It was a great season for the Carolina Panthers and also their defensive end Greg Hardy, but his rise to stardom and recognition league-wide this season makes it a very difficult decision for the team whether to re-sign him or not when considering other contracts they have to deal with, not to mention the price he’ll fetch.
Hardy was a second-team All-Pro and made the Pro Bowl for the first time in his career, setting a new Panthers record with 15 sacks, following an 11 sack season. He was twice named to be the NFC’s Defensive Player of the Week and pretty much rose from being a local fan favorite to an explosive defender everybody who follows the NFL knows about.
But with that kind of rise in name comes a rise in payment expectations. The Panthers don’t have too much money under the salary cap to throw at Hardy, considering they need wide receivers, secondary players, offensive linemen upgrades and re-signing left tackle Jordan Gross, who has been with the team since 2003 and made the pro bowl last season as well. He might not command a huge contract, but keeping quality linemen is very difficult withotu spending some money.

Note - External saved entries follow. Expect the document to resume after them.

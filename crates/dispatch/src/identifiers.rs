//! Newtype identifiers.
//!
//! Every value that names a remote resource is a distinct newtype wrapping a
//! `String`. This keeps a [`RecordId`] from being passed where a [`JobId`] is
//! expected even though both are opaque strings on the wire.

use serde::{Deserialize, Serialize};
use uuid::Uuid;

// ---------------------------------------------------------------------------
// Macro for String-wrapped newtypes.
// Generates: struct, new() returning Option<Self>, as_str(), Display.
// ---------------------------------------------------------------------------
macro_rules! string_id {
    (
        $(#[$attr:meta])*
        $name:ident
    ) => {
        $(#[$attr])*
        #[derive(Debug, Clone, PartialEq, Eq, Hash, Serialize, Deserialize)]
        pub struct $name(String);

        impl $name {
            /// Creates a new identifier, returning `None` if the value is empty.
            pub fn new(value: impl Into<String>) -> Option<Self> {
                let v = value.into();
                if v.is_empty() { None } else { Some(Self(v)) }
            }

            /// Returns the identifier as a string slice.
            pub fn as_str(&self) -> &str {
                &self.0
            }
        }

        impl std::fmt::Display for $name {
            fn fmt(&self, f: &mut std::fmt::Formatter<'_>) -> std::fmt::Result {
                write!(f, "{}", self.0)
            }
        }
    };
}

// ---------------------------------------------------------------------------
// Identifiers: remote resources
// ---------------------------------------------------------------------------

string_id! {
    /// API name of an object type (e.g. `"Account"`, `"Line_Item__c"`).
    SObjectName
}

string_id! {
    /// Record identifier assigned by the remote service (15 or 18 characters).
    RecordId
}

string_id! {
    /// Identifies a Bulk API job.
    JobId
}

string_id! {
    /// Identifies a batch within a Bulk API job.
    BatchId
}

string_id! {
    /// Identifies one result set of a Bulk API query batch.
    ResultId
}

string_id! {
    /// Identifies an analytics report.
    ReportId
}

string_id! {
    /// Identifies one asynchronous run of a report.
    ReportInstanceId
}

// ---------------------------------------------------------------------------
// Identifiers: UUID-backed, generated locally
// ---------------------------------------------------------------------------

/// Identifies a single dispatched call.
///
/// Generated fresh for every `process()` invocation and recorded on the call's
/// tracing span, so that a completion running on a transport thread can be
/// correlated with the request that issued it.
#[derive(Debug, Clone, Copy, PartialEq, Eq, Hash, Serialize, Deserialize)]
pub struct CallId(Uuid);

impl CallId {
    /// Generates a new random call identifier.
    pub fn new_random() -> Self {
        Self(Uuid::new_v4())
    }

    /// Returns the underlying [`Uuid`].
    pub fn as_uuid(self) -> Uuid {
        self.0
    }
}

impl std::fmt::Display for CallId {
    fn fmt(&self, f: &mut std::fmt::Formatter<'_>) -> std::fmt::Result {
        write!(f, "{}", self.0)
    }
}

#[cfg(test)]
mod tests {
    use super::*;

    #[test]
    fn empty_identifiers_are_rejected() {
        assert!(SObjectName::new("").is_none());
        assert!(RecordId::new(String::new()).is_none());
    }

    #[test]
    fn identifiers_display_their_value() {
        let id = RecordId::new("001xx").expect("non-empty");
        assert_eq!(id.as_str(), "001xx");
        assert_eq!(id.to_string(), "001xx");
    }

    #[test]
    fn call_ids_are_unique() {
        assert_ne!(CallId::new_random(), CallId::new_random());
    }
}
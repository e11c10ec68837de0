//! Header propagation and transient field restoration.
//!
//! Two pieces of state cross a call boundary besides the payload:
//!
//! - **Headers.** Inbound headers carrying protocol options (names starting
//!   with `Sforce` or `X-SFDC`, any case) are forwarded on the outbound HTTP
//!   request. When the call completes, the backend's response headers are
//!   merged over the inbound ones.
//! - **Fields.** Some operations clear a field of the request object before
//!   encoding it (the backend rejects identifiers in an update or upsert
//!   body). A [`RestorableField`] captures the value and writes it back on
//!   completion, whether the call succeeded or not.

use std::collections::BTreeMap;

use serde_json::Value;
use tracing::error;

use crate::message::Headers;
use crate::sobject::{FieldError, FieldValue, SharedSObject};
use crate::DispatchError;

/// Header name prefixes forwarded on outbound requests, compared in lower case.
pub const PROPAGATED_PREFIXES: [&str; 2] = ["sforce", "x-sfdc"];

/// Outbound request headers: one name, possibly several values.
pub type RequestHeaders = BTreeMap<String, Vec<String>>;

/// Headers returned by the backend.
pub type ResponseHeaders = BTreeMap<String, String>;

/// Returns `true` if a header with this name is forwarded to the backend.
pub fn is_propagated(name: &str) -> bool {
    let name = name.to_ascii_lowercase();
    PROPAGATED_PREFIXES
        .iter()
        .any(|prefix| name.starts_with(prefix))
}

/// Extracts the inbound headers forwarded on the outbound request.
///
/// Array values become multiple values; other values are stringified.
pub fn propagated_headers(headers: &Headers) -> RequestHeaders {
    headers
        .iter()
        .filter(|(name, value)| is_propagated(name) && !value.is_null())
        .map(|(name, value)| (name.clone(), header_values(value)))
        .collect()
}

fn header_values(value: &Value) -> Vec<String> {
    match value {
        Value::Array(items) => items.iter().map(header_text).collect(),
        other => vec![header_text(other)],
    }
}

fn header_text(value: &Value) -> String {
    match value {
        Value::String(text) => text.clone(),
        other => other.to_string(),
    }
}

/// Outbound header map: inbound headers overlaid with response headers.
///
/// A response header replaces any inbound header whose name matches it
/// ignoring ASCII case.
pub fn merge_response_headers(inbound: &Headers, response: &ResponseHeaders) -> Headers {
    let mut merged = inbound.clone();
    merged.retain(|name, _| {
        !response
            .keys()
            .any(|replacement| replacement.eq_ignore_ascii_case(name))
    });
    merged.extend(
        response
            .iter()
            .map(|(name, value)| (name.clone(), Value::String(value.clone()))),
    );
    merged
}

// ---------------------------------------------------------------------------
// Field restoration
// ---------------------------------------------------------------------------

#[derive(Debug, Clone, PartialEq)]
enum Slot {
    Id(Option<String>),
    Field { name: String, value: FieldValue },
}

/// A field value captured before a call, written back when it completes.
#[derive(Debug)]
pub struct RestorableField {
    object: SharedSObject,
    slot: Slot,
}

impl RestorableField {
    /// Captures the object's identifier without changing it.
    pub fn capture_id(object: &SharedSObject) -> Self {
        let id = object.lock().id().map(str::to_owned);
        Self {
            object: object.clone(),
            slot: Slot::Id(id),
        }
    }

    /// Captures a named field and clears it to null.
    ///
    /// # Errors
    ///
    /// [`DispatchError::InvalidParameter`] naming `field` if the object has
    /// no such field or rejects the null.
    pub fn take(object: &SharedSObject, field: &str) -> Result<Self, DispatchError> {
        let value = object
            .lock()
            .take_field(field)
            .map_err(|error| DispatchError::invalid_parameter(field, error.to_string()))?;
        Ok(Self {
            object: object.clone(),
            slot: Slot::Field {
                name: field.to_owned(),
                value,
            },
        })
    }

    /// The captured field's name; `"Id"` for the identifier.
    pub fn field_name(&self) -> &str {
        match &self.slot {
            Slot::Id(_) => "Id",
            Slot::Field { name, .. } => name,
        }
    }

    /// The captured value.
    pub fn value(&self) -> FieldValue {
        match &self.slot {
            Slot::Id(id) => id.clone().map(Value::String).unwrap_or(Value::Null),
            Slot::Field { value, .. } => value.clone(),
        }
    }

    /// Writes the captured value back.
    ///
    /// # Errors
    ///
    /// [`DispatchError::FieldRestoration`] if the object rejects the value.
    pub fn restore(self) -> Result<(), DispatchError> {
        let mut object = self.object.lock();
        let result = match self.slot {
            Slot::Id(id) => {
                object.set_id(id);
                Ok(())
            }
            Slot::Field { name, value } => object.set_field(&name, value),
        };
        result.map_err(|error| match error {
            FieldError::NoSuchField { object, field } => {
                DispatchError::field_restoration(object, field, "no such field")
            }
            FieldError::Rejected {
                object,
                field,
                reason,
            } => DispatchError::field_restoration(object, field, reason),
        })
    }
}

/// Restores every captured field, collecting failures instead of stopping.
pub fn restore_all(fields: Vec<RestorableField>) -> Vec<DispatchError> {
    fields
        .into_iter()
        .filter_map(|field| field.restore().err())
        .inspect(|failure| error!(error = %failure, "Field restoration failed"))
        .collect()
}
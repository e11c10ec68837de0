//! JSON codec.

use bytes::Bytes;
use serde::de::DeserializeOwned;
use serde_json::Value;

use super::{decode_with, encode_error, strip_nulls, PayloadCodec, ResponseType};
use crate::errors::BoxError;
use crate::payload::{AnyRecord, Payload};
use crate::{DispatchError, PayloadFormat};

/// Stateless JSON codec.
#[derive(Debug, Clone, Copy, Default)]
pub struct JsonCodec;

impl PayloadCodec for JsonCodec {
    fn format(&self) -> PayloadFormat {
        PayloadFormat::Json
    }

    fn encode_document(&self, _root: &str, document: &Value) -> Result<Bytes, DispatchError> {
        serde_json::to_vec(&strip_nulls(document))
            .map(Bytes::from)
            .map_err(|source| encode_error(PayloadFormat::Json, source))
    }

    fn decode(
        &self,
        bytes: Bytes,
        response: Option<&ResponseType>,
        _alias: Option<&str>,
    ) -> Result<Payload, BoxError> {
        match response {
            None | Some(ResponseType::Raw) => Ok(Payload::Stream(bytes)),
            Some(response) => decode_with(PayloadFormat::Json, &bytes, response),
        }
    }
}

pub(super) fn decode_one<T: DeserializeOwned + Send + 'static>(
    bytes: &[u8],
) -> Result<AnyRecord, BoxError> {
    let value: T = serde_json::from_slice(bytes)?;
    Ok(AnyRecord::new(value))
}

pub(super) fn decode_many<T: DeserializeOwned + Send + 'static>(
    bytes: &[u8],
) -> Result<Vec<AnyRecord>, BoxError> {
    let values: Vec<T> = serde_json::from_slice(bytes)?;
    Ok(values.into_iter().map(AnyRecord::new).collect())
}
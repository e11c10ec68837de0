//! Raw passthrough handler.

use std::collections::BTreeMap;

use super::{http_method, value_text, Preparation, Prepared};
use crate::backend::BackendCall;
use crate::params::{
    BodyFallback::Ignore, RAW_HTTP_HEADERS, RAW_METHOD, RAW_PATH, RAW_QUERY_PARAMETERS,
};
use crate::DispatchError;

/// Sends the body to an arbitrary path.
///
/// `rawQueryParameters` and `rawHttpHeaders` name message headers whose values
/// become query parameters and HTTP headers respectively. Named headers that
/// are absent are skipped.
pub(super) fn raw(prep: &mut Preparation<'_>) -> Result<Prepared, DispatchError> {
    let method: String = prep.required(RAW_METHOD, Ignore)?;
    let method = http_method(RAW_METHOD, &method)?;
    let path: String = prep.required(RAW_PATH, Ignore)?;
    let query = named_headers(prep, RAW_QUERY_PARAMETERS)?;
    let headers = named_headers(prep, RAW_HTTP_HEADERS)?;

    let body = if prep.message().body().is_empty() {
        None
    } else {
        Some(prep.encode_body("request")?)
    };

    Ok(Prepared::call(BackendCall::Raw {
        method,
        path,
        query,
        headers,
    })
    .with_optional_body(body)
    .expecting(prep.raw()))
}

fn named_headers(
    prep: &Preparation<'_>,
    parameter: &str,
) -> Result<BTreeMap<String, String>, DispatchError> {
    let names = prep.optional::<Vec<String>>(parameter, Ignore)?.unwrap_or_default();
    Ok(names
        .into_iter()
        .filter_map(|name| {
            let value = prep.message().header(&name).filter(|value| !value.is_null())?;
            Some((name, value_text(value)))
        })
        .collect())
}
//! Per-call state and the exactly-once completion guard.

use std::mem;

use bytes::Bytes;
use tracing::{debug, warn, Span};

use crate::backend::BackendResponse;
use crate::codec::{PayloadCodec, ResponseType, TypeBinding};
use crate::errors::{BackendError, RestError};
use crate::identifiers::CallId;
use crate::message::Headers;
use crate::operation::Operation;
use crate::payload::Payload;
use crate::propagation::{merge_response_headers, restore_all, RestorableField};
use crate::{DispatchError, NotFoundBehaviour};

/// What a call's completion signal receives.
#[derive(Debug)]
pub struct Completion {
    /// Decoded payload, or the terminal error.
    pub outcome: Result<Payload, DispatchError>,
    /// Inbound headers overlaid with the backend's response headers.
    pub headers: Headers,
    /// Secondary failures that did not change the outcome, such as fields
    /// that could not be restored.
    pub warnings: Vec<DispatchError>,
    /// `true` if the call completed before `process()` returned.
    pub synchronous: bool,
}

impl Completion {
    /// Returns `true` if the outcome is a payload.
    pub fn is_success(&self) -> bool {
        self.outcome.is_ok()
    }

    /// The outcome's error, if any.
    pub fn error(&self) -> Option<&DispatchError> {
        self.outcome.as_ref().err()
    }

    /// Discards headers and warnings.
    pub fn into_result(self) -> Result<Payload, DispatchError> {
        self.outcome
    }
}

/// Single-use completion callback.
pub type CompletionSignal = Box<dyn FnOnce(Completion) + Send + 'static>;

/// Lifecycle of one call.
///
/// `Preparing -> Dispatched -> Completing -> Done`, or `Failed` from any
/// state before `Done`.
#[derive(Debug, Clone, Copy, PartialEq, Eq)]
pub enum CallState {
    Preparing,
    Dispatched,
    Completing,
    Done,
    Failed,
}

impl CallState {
    /// Lower-case state name, used in log fields.
    pub fn as_str(self) -> &'static str {
        match self {
            Self::Preparing => "preparing",
            Self::Dispatched => "dispatched",
            Self::Completing => "completing",
            Self::Done => "done",
            Self::Failed => "failed",
        }
    }

    /// Returns `true` for `Done` and `Failed`.
    pub fn is_terminal(self) -> bool {
        matches!(self, Self::Done | Self::Failed)
    }
}

/// State owned by one in-flight call.
///
/// Dropping a context that has not signalled completes the call with a
/// backend error, so the signal fires exactly once even if the backend
/// discards its callback.
pub(crate) struct CallContext {
    call_id: CallId,
    operation: Operation,
    state: CallState,
    inbound: Headers,
    restorable: Vec<RestorableField>,
    response: Option<ResponseType>,
    alias: Option<String>,
    not_found: NotFoundBehaviour,
    span: Span,
    signal: Option<CompletionSignal>,
}

impl CallContext {
    pub(crate) fn new(
        call_id: CallId,
        operation: Operation,
        inbound: Headers,
        not_found: NotFoundBehaviour,
        span: Span,
        signal: CompletionSignal,
    ) -> Self {
        Self {
            call_id,
            operation,
            state: CallState::Preparing,
            inbound,
            restorable: Vec::new(),
            response: None,
            alias: None,
            not_found,
            span,
            signal: Some(signal),
        }
    }

    pub(crate) fn state(&self) -> CallState {
        self.state
    }

    pub(crate) fn restore_on_completion(&mut self, fields: Vec<RestorableField>) {
        self.restorable.extend(fields);
    }

    pub(crate) fn expect_response(&mut self, response: Option<ResponseType>, alias: Option<String>) {
        self.response = response;
        self.alias = alias;
    }

    fn transition(&mut self, next: CallState) {
        debug_assert!(!self.state.is_terminal(), "transition out of a terminal state");
        debug!(
            call_id = %self.call_id,
            from = self.state.as_str(),
            to = next.as_str(),
            "Call state transition"
        );
        self.state = next;
    }

    pub(crate) fn dispatched(&mut self) {
        self.transition(CallState::Dispatched);
    }

    /// Ends the call before anything was sent.
    pub(crate) fn fail_synchronously(mut self, error: DispatchError) {
        let warnings = restore_all(mem::take(&mut self.restorable));
        let headers = self.inbound.clone();
        self.finish(Err(error), headers, warnings, true);
    }

    /// Handles the backend's answer.
    pub(crate) fn complete(mut self, response: BackendResponse, codec: &dyn PayloadCodec) {
        let span = self.span.clone();
        let _entered = span.enter();
        self.transition(CallState::Completing);

        let BackendResponse {
            body,
            headers,
            error,
        } = response;

        let outcome = match error {
            Some(error) if error.is_not_found() && self.not_found == NotFoundBehaviour::Null => {
                debug!(call_id = %self.call_id, "Not found reported as empty payload");
                Ok(Payload::Empty)
            }
            Some(error) => Err(self.backend_failure(error, codec)),
            None => self.decode(body, codec),
        };

        let merged = merge_response_headers(&self.inbound, &headers);
        let warnings = restore_all(mem::take(&mut self.restorable));
        self.finish(outcome, merged, warnings, false);
    }

    fn decode(&self, body: Option<Bytes>, codec: &dyn PayloadCodec) -> Result<Payload, DispatchError> {
        let Some(response) = &self.response else {
            return Ok(Payload::Empty);
        };
        let body = match body {
            Some(body) if !body.is_empty() || *response == ResponseType::Raw => body,
            _ => return Ok(Payload::Empty),
        };
        codec
            .decode(body, Some(response), self.alias.as_deref())
            .map_err(|source| {
                let error = DispatchError::decode(self.operation.as_str(), response.describe(), source);
                warn!(call_id = %self.call_id, error = %error, "Response decoding failed");
                error
            })
    }

    /// Attaches structured errors from the body; a body that cannot be parsed
    /// only wins over a failure that has no status.
    fn backend_failure(&self, mut error: BackendError, codec: &dyn PayloadCodec) -> DispatchError {
        let Some(body) = error.body.clone().filter(|body| !body.is_empty()) else {
            return error.into();
        };
        if !error.errors.is_empty() {
            return error.into();
        }

        let errors = ResponseType::ListOf(TypeBinding::of::<RestError>("Error"));
        match codec
            .decode(body, Some(&errors), None)
            .map(|payload| payload.into_records::<RestError>())
        {
            Ok(Some(entries)) => {
                error.errors = entries;
                error.into()
            }
            Ok(None) => error.into(),
            Err(source) if error.status.is_none() => {
                DispatchError::decode(self.operation.as_str(), "error response", source)
            }
            Err(source) => {
                debug!(
                    call_id = %self.call_id,
                    status = error.status,
                    error = %source,
                    "Error response body is not structured"
                );
                error.into()
            }
        }
    }

    fn finish(
        &mut self,
        outcome: Result<Payload, DispatchError>,
        headers: Headers,
        warnings: Vec<DispatchError>,
        synchronous: bool,
    ) {
        let Some(signal) = self.signal.take() else {
            return;
        };
        match &outcome {
            Ok(_) => {
                self.transition(CallState::Done);
            }
            Err(error) => {
                self.transition(CallState::Failed);
                warn!(
                    call_id = %self.call_id,
                    operation = self.operation.as_str(),
                    kind = ?error.kind(),
                    status = error.status(),
                    error = %error,
                    synchronous,
                    "Call failed"
                );
            }
        }
        signal(Completion {
            outcome,
            headers,
            warnings,
            synchronous,
        });
    }
}

impl Drop for CallContext {
    fn drop(&mut self) {
        if self.signal.is_none() {
            return;
        }
        let span = self.span.clone();
        let _entered = span.enter();
        let synchronous = self.state == CallState::Preparing;
        let warnings = restore_all(mem::take(&mut self.restorable));
        let headers = self.inbound.clone();
        self.finish(
            Err(BackendError::transport("response callback dropped without an answer").into()),
            headers,
            warnings,
            synchronous,
        );
    }
}

#[cfg(test)]
mod tests {
    use std::sync::Arc;

    use parking_lot::Mutex;
    use serde::Deserialize;

    use super::*;
    use crate::codec::JsonCodec;
    use crate::ErrorKind;

    type Seen = Arc<Mutex<Vec<Completion>>>;

    fn context(not_found: NotFoundBehaviour) -> (CallContext, Seen) {
        let seen: Seen = Arc::default();
        let sink = seen.clone();
        let context = CallContext::new(
            CallId::new_random(),
            Operation::GetSObject,
            Headers::from([("Sforce-Auto-Assign".to_owned(), "false".into())]),
            not_found,
            Span::none(),
            Box::new(move |completion| sink.lock().push(completion)),
        );
        (context, seen)
    }

    #[derive(Debug, Deserialize, PartialEq)]
    struct Versioned {
        version: String,
    }

    #[test]
    fn dropped_context_signals_once() {
        let (mut context, seen) = context(NotFoundBehaviour::Exception);
        context.dispatched();
        drop(context);

        let seen = seen.lock();
        assert_eq!(seen.len(), 1);
        assert_eq!(seen[0].error().map(DispatchError::kind), Some(ErrorKind::Backend));
        assert!(!seen[0].synchronous);
    }

    #[test]
    fn synchronous_failure_is_flagged() {
        let (context, seen) = context(NotFoundBehaviour::Exception);
        assert_eq!(context.state(), CallState::Preparing);
        context.fail_synchronously(DispatchError::missing_parameter("sObjectId", true));

        let seen = seen.lock();
        assert_eq!(seen.len(), 1);
        assert!(seen[0].synchronous);
        assert_eq!(seen[0].error().map(DispatchError::kind), Some(ErrorKind::Parameter));
    }

    #[test]
    fn response_headers_are_merged_on_completion() {
        let (mut context, seen) = context(NotFoundBehaviour::Exception);
        context.expect_response(
            Some(ResponseType::Concrete(TypeBinding::of::<Versioned>("Versioned"))),
            None,
        );
        context.dispatched();
        context.complete(
            BackendResponse::ok(r#"{"version":"56.0"}"#).with_header("Sforce-Limit-Info", "1/100"),
            &JsonCodec,
        );

        let mut seen = seen.lock();
        let completion = seen.pop().expect("signalled");
        assert_eq!(completion.headers["Sforce-Auto-Assign"], "false");
        assert_eq!(completion.headers["Sforce-Limit-Info"], "1/100");
        let record = completion.into_result().expect("decoded").into_record::<Versioned>();
        assert_eq!(record, Some(Versioned { version: "56.0".to_owned() }));
    }

    #[test]
    fn decode_failure_overrides_backend_success() {
        let (mut context, seen) = context(NotFoundBehaviour::Exception);
        context.expect_response(
            Some(ResponseType::Concrete(TypeBinding::of::<Versioned>("Versioned"))),
            None,
        );
        context.dispatched();
        context.complete(BackendResponse::ok("not json"), &JsonCodec);

        let seen = seen.lock();
        let error = seen[0].error().expect("decode error");
        assert_eq!(error.kind(), ErrorKind::Decode);
        assert!(error.to_string().contains("getSObject"));
    }

    #[test]
    fn structured_error_body_keeps_status() {
        let (mut context, seen) = context(NotFoundBehaviour::Exception);
        context.dispatched();
        let body = Bytes::from_static(
            br#"[{"errorCode":"NOT_FOUND","message":"The requested resource does not exist"}]"#,
        );
        context.complete(
            BackendResponse::failed(BackendError::status(404, "Not Found").with_body(body)),
            &JsonCodec,
        );

        let seen = seen.lock();
        match seen[0].error() {
            Some(DispatchError::Backend(error)) => {
                assert_eq!(error.status, Some(404));
                assert_eq!(error.errors[0].error_code, "NOT_FOUND");
            }
            other => panic!("expected backend error, got {other:?}"),
        }
    }

    #[test]
    fn unparseable_error_body_keeps_status_when_present() {
        let (mut context, seen) = context(NotFoundBehaviour::Exception);
        context.dispatched();
        context.complete(
            BackendResponse::failed(
                BackendError::status(502, "Bad Gateway").with_body(Bytes::from_static(b"<html>")),
            ),
            &JsonCodec,
        );
        assert_eq!(seen.lock()[0].error().and_then(DispatchError::status), Some(502));
    }

    #[test]
    fn unparseable_error_body_without_status_is_a_decode_error() {
        let (mut context, seen) = context(NotFoundBehaviour::Exception);
        context.dispatched();
        context.complete(
            BackendResponse::failed(
                BackendError::transport("protocol violation").with_body(Bytes::from_static(b"\x00")),
            ),
            &JsonCodec,
        );
        assert_eq!(
            seen.lock()[0].error().map(DispatchError::kind),
            Some(ErrorKind::Decode)
        );
    }

    #[test]
    fn not_found_becomes_empty_when_configured() {
        let (mut context, seen) = context(NotFoundBehaviour::Null);
        context.dispatched();
        context.complete(
            BackendResponse::failed(BackendError::status(404, "Not Found")),
            &JsonCodec,
        );

        let seen = seen.lock();
        assert!(matches!(seen[0].outcome, Ok(Payload::Empty)));
    }

    #[test]
    fn operations_without_response_skip_decoding() {
        let (mut context, seen) = context(NotFoundBehaviour::Exception);
        context.expect_response(None, None);
        context.dispatched();
        context.complete(BackendResponse::ok("ignored"), &JsonCodec);

        assert!(matches!(seen.lock()[0].outcome, Ok(Payload::Empty)));
    }
}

Hardy might be franchised, but that will cost the Panthers around $12 million, which will severley hurt their cap situation. There’s the long-term deal option with back-ending the money, which sounds like the most reasonable option for them, if they’re adamant on keeping the player.
If Hardy, who is only 25, does become a free agent, he should be one of the most coveted out there if not the most. Pass rushers are always in demand, especially when they are 25, one of the best in the league at his position and without a sign of any injuries holding him back, missing only two games over the last four seasons.
Hardy was a sixth round pick and the Panthers might think about trying to get another diamond in the rough with out-of-college players, who simply went unnoticed by the scouts and under the right development and coaching can become just as productive but without the extra cost?